- Exercise brief:
Report each line of the data below in which "that" appears.

..............................

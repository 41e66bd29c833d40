//! Logging Abstractions
//!
//! Structured log entries and the sink used to mirror them into host logging
//! pipelines (Logcat, OSLog, console).

use chrono::{DateTime, Utc};
use serde::{Deserialize, Serialize};
use std::collections::HashMap;

use crate::error::Result;

/// Log level
#[derive(Debug, Clone, Copy, PartialEq, Eq, PartialOrd, Ord, Serialize, Deserialize)]
pub enum LogLevel {
    Trace,
    Debug,
    Info,
    Warn,
    Error,
}

impl LogLevel {
    /// Directive string understood by `tracing-subscriber` filters.
    pub fn as_directive(&self) -> &'static str {
        match self {
            LogLevel::Trace => "trace",
            LogLevel::Debug => "debug",
            LogLevel::Info => "info",
            LogLevel::Warn => "warn",
            LogLevel::Error => "error",
        }
    }
}

/// Structured log entry
#[derive(Debug, Clone, Serialize, Deserialize)]
pub struct LogEntry {
    pub level: LogLevel,
    pub timestamp: DateTime<Utc>,
    /// Target module/component
    pub target: String,
    pub message: String,
    /// Structured fields
    pub fields: HashMap<String, String>,
    /// Name of the innermost span, e.g. `binding`
    pub span: Option<String>,
}

impl LogEntry {
    pub fn new(level: LogLevel, target: impl Into<String>, message: impl Into<String>) -> Self {
        Self {
            level,
            timestamp: Utc::now(),
            target: target.into(),
            message: message.into(),
            fields: HashMap::new(),
            span: None,
        }
    }

    pub fn with_field(mut self, key: impl Into<String>, value: impl Into<String>) -> Self {
        self.fields.insert(key.into(), value.into());
        self
    }

    pub fn with_span(mut self, span: impl Into<String>) -> Self {
        self.span = Some(span.into());
        self
    }
}

/// Logger sink trait
///
/// Forwards structured logs from the core to the host logging system:
/// - **Android**: Logcat
/// - **iOS**: OSLog
/// - **Desktop**: console or file logs
///
/// Implementations must not block; they are called from whatever context
/// emitted the event, which may be the UI-affine one.
#[async_trait::async_trait]
pub trait LoggerSink: Send + Sync {
    /// Forward a log entry to the host logging system
    async fn log(&self, entry: LogEntry) -> Result<()>;

    /// Flush any buffered logs
    async fn flush(&self) -> Result<()> {
        Ok(())
    }

    /// Entries below this level are dropped before reaching [`LoggerSink::log`].
    fn min_level(&self) -> LogLevel {
        LogLevel::Info
    }
}

/// Console logger implementation for testing/development
#[derive(Debug, Clone)]
pub struct ConsoleLogger {
    pub min_level: LogLevel,
}

impl Default for ConsoleLogger {
    fn default() -> Self {
        Self {
            min_level: LogLevel::Info,
        }
    }
}

#[async_trait::async_trait]
impl LoggerSink for ConsoleLogger {
    async fn log(&self, entry: LogEntry) -> Result<()> {
        if entry.level < self.min_level {
            return Ok(());
        }

        println!(
            "[{}] {} {}: {}",
            entry.timestamp.format("%Y-%m-%d %H:%M:%S%.3f"),
            entry.level.as_directive().to_uppercase(),
            entry.target,
            entry.message
        );

        if !entry.fields.is_empty() {
            println!("  Fields: {:?}", entry.fields);
        }
        Ok(())
    }

    fn min_level(&self) -> LogLevel {
        self.min_level
    }
}
//! Binding for asset players that render into a view-hosted layer.
//!
//! Each load opens the asset, builds a player of the shape the intent's
//! looping flag asks for, and hosts its layer inside the view. The shape is
//! fixed for the lifetime of that player; flipping `looping` later only
//! affects the next load.

use super::{live_intent, BackendBinding, BackendKind, BindingState, Dead};
use crate::command::PlaybackCommand;
use crate::intent::PlaybackIntent;
use crate::source::MediaSource;
use bridge_traits::{
    AssetPlayerBackend, AssetSignal, ItemStatus, PathResolver, PlayerMode, SignalSink,
    VideoGravity,
};
use core_runtime::config::PlayerConfig;
use core_runtime::events::PlayerEvent;
use core_runtime::logging::redact_source;
use std::sync::Arc;
use tracing::{debug, error, warn};

pub struct AssetBinding {
    intent: Option<PlaybackIntent>,
    backend: Option<Box<dyn AssetPlayerBackend>>,
    listener: SignalSink<AssetSignal>,
    resolver: Arc<dyn PathResolver>,
    video_gravity: VideoGravity,
    state: BindingState,
    pending: Option<PlaybackCommand>,
    /// Shape of the current player, `None` while no player exists.
    mode: Option<PlayerMode>,
    /// State to return to once a stalled item becomes playable again.
    stalled_from: Option<BindingState>,
}

impl AssetBinding {
    pub fn new(
        intent: PlaybackIntent,
        backend: Box<dyn AssetPlayerBackend>,
        config: &PlayerConfig,
        listener: SignalSink<AssetSignal>,
    ) -> Self {
        Self {
            intent: Some(intent),
            backend: Some(backend),
            listener,
            resolver: Arc::clone(&config.path_resolver),
            video_gravity: config.video_gravity,
            state: BindingState::Idle,
            pending: None,
            mode: None,
            stalled_from: None,
        }
    }

    pub fn pending_command(&self) -> Option<PlaybackCommand> {
        self.pending
    }

    pub fn player_mode(&self) -> Option<PlayerMode> {
        self.mode
    }

    fn alive(&self) -> Result<PlaybackIntent, Dead> {
        live_intent(self.state, self.intent.as_ref())
    }

    fn load(&mut self) {
        let Ok(intent) = self.alive() else {
            return;
        };
        let Some(path) = intent.path().filter(|path| !path.trim().is_empty()) else {
            debug!("No source to load");
            return;
        };
        let source = match MediaSource::resolve(&path, self.resolver.as_ref()) {
            Ok(source) => source,
            Err(err) => {
                warn!(source = %redact_source(&path), error = %err, "Cannot load source");
                self.fail_load();
                return;
            }
        };
        let Some(backend) = self.backend.as_mut() else {
            return;
        };

        intent.begin_load_cycle();
        self.state = BindingState::Loading;
        self.stalled_from = None;
        if self.mode.take().is_some() {
            backend.release_player();
        }
        debug!(source = %redact_source(source.uri()), remote = source.is_remote(), "Opening asset");

        let natural_size = match backend.open_asset(source.uri()) {
            Ok(size) => size,
            Err(err) => {
                error!(source = %redact_source(source.uri()), error = %err, "Asset rejected");
                self.fail_load();
                return;
            }
        };
        if let Some(size) = natural_size {
            if intent.record_video_size(size) {
                debug!(width = size.width, height = size.height, "Video size discovered");
                intent.raise(PlayerEvent::LoadCompleted);
            }
        }

        let mode = PlayerMode::for_looping(intent.looping());
        if let Err(err) = backend.create_player(mode, self.video_gravity, intent.frame().bounds()) {
            error!(error = %err, ?mode, "Player creation failed");
            self.fail_load();
            return;
        }
        self.mode = Some(mode);

        let ready_now =
            mode == PlayerMode::Looping || (!source.is_remote() && !intent.auto_buffer());
        if ready_now {
            self.on_ready(&intent, false);
        } else {
            debug!("Waiting for the item to become playable");
            self.state = BindingState::Buffering;
        }
    }

    fn fail_load(&mut self) {
        self.state = BindingState::Idle;
        self.stalled_from = None;
        if let Some(command) = self.pending.take() {
            debug!(?command, "Dropped deferred command after failed load");
        }
    }

    fn on_ready(&mut self, intent: &PlaybackIntent, observed: bool) {
        intent.set_ready(true);
        self.state = BindingState::Ready;
        debug!(observed, "Backend ready");

        let deferred = self.pending.take();
        if intent.auto_play() || (observed && intent.auto_buffer()) {
            self.apply(PlaybackCommand::Resume);
        }
        if let Some(command) = deferred {
            debug!(?command, "Applying deferred command");
            self.apply(command);
        }
    }

    fn defer(&mut self, command: PlaybackCommand) {
        match self.pending.replace(command) {
            Some(superseded) => debug!(?command, ?superseded, "Deferred command superseded"),
            None => debug!(?command, "Command deferred until ready"),
        }
    }

    fn apply(&mut self, command: PlaybackCommand) {
        if self.state.awaits_readiness() {
            self.defer(command);
            if self.state == BindingState::Idle && command.starts_playback() {
                self.load();
            }
            return;
        }
        let (Some(backend), Some(mode)) = (self.backend.as_mut(), self.mode) else {
            return;
        };

        let resume_state = self.state;
        let outcome = match command {
            PlaybackCommand::Play => {
                if let Err(err) = backend.seek_to_zero(mode) {
                    warn!(error = %err, "Seek before play failed");
                }
                backend.play(mode).map(|()| BindingState::Playing)
            }
            PlaybackCommand::Resume => backend.play(mode).map(|()| BindingState::Playing),
            PlaybackCommand::Pause => backend.pause(mode).map(|()| BindingState::Paused),
            PlaybackCommand::Stop => {
                if let Err(err) = backend.pause(mode) {
                    warn!(error = %err, "Pause before stop failed");
                }
                backend.seek_to_zero(mode).map(|()| BindingState::Stopped)
            }
            PlaybackCommand::SeekToBeginning => {
                self.state = BindingState::SeekingToBeginning;
                backend.seek_to_zero(mode).map(|()| resume_state)
            }
        };

        match outcome {
            Ok(state) => self.state = state,
            Err(err) => {
                warn!(?command, error = %err, "Command failed");
                self.state = resume_state;
            }
        }
    }

    fn on_item_status(&mut self, intent: &PlaybackIntent, status: ItemStatus) {
        match status {
            ItemStatus::ReadyToPlay => {
                if let Some(previous) = self.stalled_from.take() {
                    self.recover(intent, previous);
                } else if matches!(self.state, BindingState::Loading | BindingState::Buffering) {
                    self.on_ready(intent, true);
                } else {
                    intent.set_ready(true);
                }
            }
            ItemStatus::Unknown => {
                let was_ready = intent.is_ready();
                intent.set_ready(false);
                if was_ready {
                    self.stalled_from = Some(self.state);
                    self.state = BindingState::Buffering;
                }
            }
            ItemStatus::Failed => {
                warn!("Player item failed");
                intent.set_ready(false);
                self.fail_load();
            }
        }
    }

    /// The item became playable again after a stall. Auto-start only applies
    /// to the first readiness of a load, so the host's play/pause choice holds.
    fn recover(&mut self, intent: &PlaybackIntent, previous: BindingState) {
        intent.set_ready(true);
        self.state = previous;
        debug!(state = ?previous, "Item playable again");

        if let Some(command) = self.pending.take() {
            debug!(?command, "Applying deferred command");
            self.apply(command);
        }
    }

    fn on_played_to_end(&mut self, intent: &PlaybackIntent) {
        // Raised in place on the UI context. Emitting never blocks, so this
        // binding skips the background hop the surface binding makes.
        intent.raise(PlayerEvent::FinishedPlaying);
        if self.mode == Some(PlayerMode::Single) && self.state == BindingState::Playing {
            self.state = BindingState::Ready;
        }
    }
}

impl BackendBinding for AssetBinding {
    type Signal = AssetSignal;

    fn kind(&self) -> BackendKind {
        BackendKind::Asset
    }

    fn state(&self) -> BindingState {
        self.state
    }

    fn attach(&mut self) {
        if self.alive().is_err() {
            return;
        }
        if let Some(backend) = self.backend.as_mut() {
            backend.set_listener(Some(self.listener.clone()));
        }
        self.load();
    }

    fn on_intent(&mut self, event: &PlayerEvent) {
        if self.alive().is_err() {
            return;
        }

        match event {
            PlayerEvent::PathChanged => self.load(),
            PlayerEvent::Buffered => {
                if self.mode.is_none() {
                    self.load();
                }
            }
            PlayerEvent::FrameChanged { frame } => {
                if let (Some(backend), Some(_)) = (self.backend.as_mut(), self.mode) {
                    backend.set_layer_frame(frame.bounds());
                }
            }
            other => debug!(event = ?other, "Notification not handled by asset binding"),
        }
    }

    fn on_command(&mut self, command: PlaybackCommand) {
        if self.alive().is_err() {
            return;
        }
        self.apply(command);
    }

    fn on_native(&mut self, signal: AssetSignal) {
        let Ok(intent) = self.alive() else {
            return;
        };

        match signal {
            AssetSignal::ItemStatusChanged(status) => self.on_item_status(&intent, status),
            AssetSignal::PlayedToEnd => self.on_played_to_end(&intent),
        }
    }

    fn dispose(&mut self) {
        if self.state == BindingState::Disposed {
            return;
        }

        if let Some(mut backend) = self.backend.take() {
            backend.set_listener(None);
            if let Some(mode) = self.mode.take() {
                if let Err(err) = backend.pause(mode) {
                    debug!(error = %err, "Pause during dispose failed");
                }
            }
            backend.release_player();
            backend.release_layer();
        }

        self.intent = None;
        self.pending = None;
        self.mode = None;
        self.stalled_from = None;
        self.state = BindingState::Disposed;
        debug!("Asset binding disposed");
    }
}

impl Drop for AssetBinding {
    fn drop(&mut self) {
        self.dispose();
    }
}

..............................

- Your response:
//! Binding for asset players that render into a view-hosted layer.
//! fixed for the lifetime of that player; flipping `looping` later only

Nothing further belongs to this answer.